Portugal, pelos olhos dessa dúzia e meia
de gente, poderia ser tema para crónicas até ao
fim do ano. Porque estavam desprevenidos (apesar da introdução
antecipada ao país e à sua cultura via dois livros
que lhes foram previamente enviados), as suas reacções
não se afastaram das encontradas nos relatos de viajantes
ao longo dos séculos. Só não coincidiram
em pleno graças à sua atitude compreensiva sobre
o diferente, bem como ao facto de Portugal estar hoje muito longe
daquele antigo atraso à beira-mar plantado.
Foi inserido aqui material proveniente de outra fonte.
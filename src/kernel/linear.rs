//! Linear kernel implementation

use crate::core::SparseVector;
use crate::kernel::Kernel;

/// Linear kernel: K(x, y) = x^T * y
#[derive(Debug, Clone, Copy, Default)]
pub struct LinearKernel;

impl LinearKernel {
    /// Create a new linear kernel
    pub fn new() -> Self {
        Self
    }
}

impl Kernel for LinearKernel {
    fn compute(&self, x: &SparseVector, y: &SparseVector) -> f64 {
        x.dot(y)
    }
}
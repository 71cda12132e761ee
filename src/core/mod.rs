//! Core types and traits for RVM implementation

pub mod error;
pub mod traits;
pub mod types;

pub use self::error::*;
pub use self::traits::*;
pub use self::types::*;
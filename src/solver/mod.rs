//! Sparse Bayesian learning solver
//!
//! Implements the fast sequential marginal likelihood maximisation of
//! Tipping and Faul, "Fast Marginal Likelihood Maximisation for Sparse
//! Bayesian Models" (2003), over a precomputed design matrix.

pub mod noise;
pub mod precision;
pub mod sequential;
pub mod statistics;

pub use self::noise::*;
pub use self::precision::*;
pub use self::sequential::*;
pub use self::statistics::*;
Procurei ir sabendo de cada um as razões
da escolha deste nosso luso jardim. As respostas foram quase unânimes:
não sabiam mais para onde ir e depararam assim ao acaso
com um anúncio da viagem na revista da Smithsonian, que
assinam. Munidos dessa grande razão, vieram por aí
abaixo. Não surpreende, pois, Portugal ter-lhes sido surpresa:
a descoberta instantânea da importância de se andar
de ténis nas calçadas de Lisboa, e da urgência
de se fazer um seguro de vida antes de lhe atravessar uma rua
- ou mesmo iniciar qualquer percurso alpinista num passeio. Mas
descobriram também o charme das aldeias alentejanas, o
aconchego comunitário dos centros antigos das cidades e
vilas do Norte, a exuberância do vale do Douro, ou o mergulho
no interior da mente portuguesa do século XVIII ao entrar-se,
por exemplo, na Igreja da Madre de Deus. (A boa vontade de um
deles quis ver, na anarquia da construção habitacional
por esse país fora, a marca de uma individualidade criadora,
pois uma casa não é igual à do vizinho...)
Depois, a gente. Com tempo para usar e para dar quando se lhes
faz uma pergunta. A afabilidade e mais todas aquelas decantadas
virtudes, dos nossos maiores herança. Tudo como se fosse
um cliché de guia turístico, que não era.
Construíam-no com as experiências de cada dia recontadas
ao jantar, quando eu patrioticamente me continha evitando dizer-lhes
que sim, era verdade, mas o sotaque estrangeiro era um grande
estímulo.
No fundo, estes americanos queriam que o meu
Portugal usasse o seguinte lema na preparação do
século XXI: para o Portugal paisagístico, preservar
o exterior, modernizando o interior; para o Portugal humano, modernizar
o exterior, mas preservar o interior.
Verdade se diga, não escondo que, no
íntimo, me deliciava a descoberta que lhes era a minha
pátria, sentimento hoje já quase estranho a muitos
patrícios meus, cidadãos da Europa quase sempre
atracados em Lisboa. Vou, porém, confessar aqui um dos
meus momentos de rubor. Aconteceu em Cascais. Enlevados com o
tom convidativo do mar, queriam dar um passeio de barco. O guia
lamentou não haver excursões nem barcos para aluguer.
Não queriam acreditar. Ofereci-me para ir ao cais perguntar
a algum pescador se estava disposto a uma volta com um grupo.
À medida que me aproximava da água, aumentava-se-me
a sensação de me afogar no pivete nauseabundo proveniente
(suponho) dos esgotos que ali desaguavam.
Hesitei. Parei. Recuei. Voltei para trás.
Ruborizado por dentro, mas com uma convincente cara de pena, expliquei
ao grupo que os pescadores não estavam autorizados a levar
passageiros.
Se calhar a invenção era incorrecta,
mas naquele momento foi altamente patriótica.